PROBLEM – Every entry must be transcribed exactly as written.

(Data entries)
━━━━━━━━

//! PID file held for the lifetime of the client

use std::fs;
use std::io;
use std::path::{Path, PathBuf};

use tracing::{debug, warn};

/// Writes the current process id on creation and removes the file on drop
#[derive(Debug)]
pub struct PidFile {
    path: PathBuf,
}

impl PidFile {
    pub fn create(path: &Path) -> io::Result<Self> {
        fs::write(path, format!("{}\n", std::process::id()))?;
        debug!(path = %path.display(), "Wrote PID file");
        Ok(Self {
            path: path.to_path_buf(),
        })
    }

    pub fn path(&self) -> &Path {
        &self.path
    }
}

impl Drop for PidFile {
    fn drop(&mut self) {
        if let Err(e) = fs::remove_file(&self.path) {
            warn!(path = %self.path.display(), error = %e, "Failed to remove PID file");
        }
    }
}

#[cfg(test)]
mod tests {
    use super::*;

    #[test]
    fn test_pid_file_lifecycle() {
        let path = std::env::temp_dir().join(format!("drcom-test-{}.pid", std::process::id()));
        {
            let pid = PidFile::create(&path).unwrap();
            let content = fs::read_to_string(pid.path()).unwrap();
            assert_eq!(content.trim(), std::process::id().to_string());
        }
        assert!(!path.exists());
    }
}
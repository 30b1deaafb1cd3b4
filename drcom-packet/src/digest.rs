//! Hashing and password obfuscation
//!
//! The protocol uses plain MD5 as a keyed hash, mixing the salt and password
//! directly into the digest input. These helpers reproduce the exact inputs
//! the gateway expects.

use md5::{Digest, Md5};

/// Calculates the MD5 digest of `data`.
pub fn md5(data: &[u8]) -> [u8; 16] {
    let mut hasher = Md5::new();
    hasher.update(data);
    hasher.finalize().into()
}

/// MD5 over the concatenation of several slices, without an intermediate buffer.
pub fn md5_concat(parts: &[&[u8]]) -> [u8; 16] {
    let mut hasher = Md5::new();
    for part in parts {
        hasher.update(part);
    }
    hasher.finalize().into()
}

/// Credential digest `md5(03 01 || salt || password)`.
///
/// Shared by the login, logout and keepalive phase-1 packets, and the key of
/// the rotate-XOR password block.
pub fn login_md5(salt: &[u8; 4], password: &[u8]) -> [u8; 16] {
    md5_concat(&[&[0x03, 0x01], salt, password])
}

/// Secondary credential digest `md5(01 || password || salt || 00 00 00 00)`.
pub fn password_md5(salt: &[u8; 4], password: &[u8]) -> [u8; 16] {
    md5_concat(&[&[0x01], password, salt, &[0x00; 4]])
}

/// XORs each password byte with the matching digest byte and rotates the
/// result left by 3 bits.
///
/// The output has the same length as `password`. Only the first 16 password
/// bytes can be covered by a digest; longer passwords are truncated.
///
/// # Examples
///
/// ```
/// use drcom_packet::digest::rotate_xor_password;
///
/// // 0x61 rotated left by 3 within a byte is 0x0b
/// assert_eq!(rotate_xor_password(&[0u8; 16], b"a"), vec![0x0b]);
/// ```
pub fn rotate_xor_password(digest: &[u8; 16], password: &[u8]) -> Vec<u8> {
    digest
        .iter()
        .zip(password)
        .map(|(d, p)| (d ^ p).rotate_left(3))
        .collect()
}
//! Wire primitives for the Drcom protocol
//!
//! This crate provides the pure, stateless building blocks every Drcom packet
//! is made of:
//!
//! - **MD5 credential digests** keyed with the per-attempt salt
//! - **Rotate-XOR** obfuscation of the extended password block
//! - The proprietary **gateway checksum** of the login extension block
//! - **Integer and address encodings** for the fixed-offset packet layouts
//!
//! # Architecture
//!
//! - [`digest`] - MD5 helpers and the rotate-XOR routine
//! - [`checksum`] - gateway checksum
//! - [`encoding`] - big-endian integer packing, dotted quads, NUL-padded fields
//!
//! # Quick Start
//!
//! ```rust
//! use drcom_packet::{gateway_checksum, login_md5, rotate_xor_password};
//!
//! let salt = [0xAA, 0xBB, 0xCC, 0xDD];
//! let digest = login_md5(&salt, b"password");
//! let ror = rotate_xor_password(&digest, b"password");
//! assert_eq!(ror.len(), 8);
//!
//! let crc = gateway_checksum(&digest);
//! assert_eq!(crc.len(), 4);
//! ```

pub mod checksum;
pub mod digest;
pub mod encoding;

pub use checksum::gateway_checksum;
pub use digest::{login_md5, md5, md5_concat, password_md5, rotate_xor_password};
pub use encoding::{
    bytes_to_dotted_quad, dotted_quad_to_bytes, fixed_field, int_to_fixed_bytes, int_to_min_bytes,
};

━━━━━━━━

TASK RESULT –
//! PID file held for the lifetime of the client

use std::fs;
use std::io;
use std::path::{Path, PathBuf};

use tracing::{debug, warn};

/// Writes the current process id on creation and removes the file on drop
#[derive(Debug)]
pub struct PidFile {
    path: PathBuf,
}

impl PidFile {
    pub fn create(path: &Path) -> io::Result<Self> {
        fs::write(path, format!("{}\n", std::process::id()))?;
        debug!(path = %path.display(), "Wrote PID file");
        Ok(Self {
            path: path.to_path_buf(),
        })
    }

    pub fn path(&self) -> &Path {
        &self.path
    }
}

impl Drop for PidFile {
    fn drop(&mut self) {
        if let Err(e) = fs::remove_file(&self.path) {
            warn!(path = %self.path.display(), error = %e, "Failed to remove PID file");
        }
    }
}

#[cfg(test)]
mod tests {
    use super::*;

    #[test]
    fn test_pid_file_lifecycle() {
        let path = std::env::temp_dir().join(format!("drcom-test-{}.pid", std::process::id()));
        {
            let pid = PidFile::create(&path).unwrap();
            let content = fs::read_to_string(pid.path()).unwrap();
            assert_eq!(content.trim(), std::process::id().to_string());
        }
        assert!(!path.exists());
    }
}
repository 30b1deaafb1cd3b4
filename drcom-packet/src/digest.rs
//! Hashing and password obfuscation
//!
//! The protocol uses plain MD5 as a keyed hash, mixing the salt and password
//! directly into the digest input. These helpers reproduce the exact inputs
//! the gateway expects.

use md5::{Digest, Md5};

/// Calculates the MD5 digest of `data`.
pub fn md5(data: &[u8]) -> [u8; 16] {
    let mut hasher = Md5::new();
    hasher.update(data);
    hasher.finalize().into()
}

/// MD5 over the concatenation of several slices, without an intermediate buffer.
pub fn md5_concat(parts: &[&[u8]]) -> [u8; 16] {
    let mut hasher = Md5::new();
    for part in parts {
        hasher.update(part);
    }
    hasher.finalize().into()
}

/// Credential digest `md5(03 01 || salt || password)`.
///
/// Shared by the login, logout and keepalive phase-1 packets, and the key of
/// the rotate-XOR password block.
pub fn login_md5(salt: &[u8; 4], password: &[u8]) -> [u8; 16] {
    md5_concat(&[&[0x03, 0x01], salt, password])
}

/// Secondary credential digest `md5(01 || password || salt || 00 00 00 00)`.
pub fn password_md5(salt: &[u8; 4], password: &[u8]) -> [u8; 16] {
    md5_concat(&[&[0x01], password, salt, &[0x00; 4]])
}

/// XORs each password byte with the matching digest byte and rotates the
/// result left by 3 bits.
///
/// The output has the same length as `password`. Only the first 16 password
/// bytes can be covered by a digest; longer passwords are truncated.
///
/// # Examples
///
/// ```
/// use drcom_packet::digest::rotate_xor_password;
///
/// // 0x61 rotated left by 3 within a byte is 0x0b
/// assert_eq!(rotate_xor_password(&[0u8; 16], b"a"), vec![0x0b]);
/// ```
pub fn rotate_xor_password(digest: &[u8; 16], password: &[u8]) -> Vec<u8> {
    digest
        .iter()
        .zip(password)
        .map(|(d, p)| (d ^ p).rotate_left(3))
        .collect()
}
//! Wire primitives for the Drcom protocol
//!
//! This crate provides the pure, stateless building blocks every Drcom packet
//! is made of:
//!
//! - **MD5 credential digests** keyed with the per-attempt salt
//! - **Rotate-XOR** obfuscation of the extended password block
//! - The proprietary **gateway checksum** of the login extension block
//! - **Integer and address encodings** for the fixed-offset packet layouts
//!
//! # Architecture
//!
//! - [`digest`] - MD5 helpers and the rotate-XOR routine
//! - [`checksum`] - gateway checksum
//! - [`encoding`] - big-endian integer packing, dotted quads, NUL-padded fields
//!
//! # Quick Start
//!
//! ```rust
//! use drcom_packet::{gateway_checksum, login_md5, rotate_xor_password};
//!
//! let salt = [0xAA, 0xBB, 0xCC, 0xDD];
//! let digest = login_md5(&salt, b"password");
//! let ror = rotate_xor_password(&digest, b"password");
//! assert_eq!(ror.len(), 8);
//!
//! let crc = gateway_checksum(&digest);
//! assert_eq!(crc.len(), 4);
//! ```

pub mod checksum;
pub mod digest;
pub mod encoding;

pub use checksum::gateway_checksum;
pub use digest::{login_md5, md5, md5_concat, password_md5, rotate_xor_password};
pub use encoding::{
    bytes_to_dotted_quad, dotted_quad_to_bytes, fixed_field, int_to_fixed_bytes, int_to_min_bytes,
};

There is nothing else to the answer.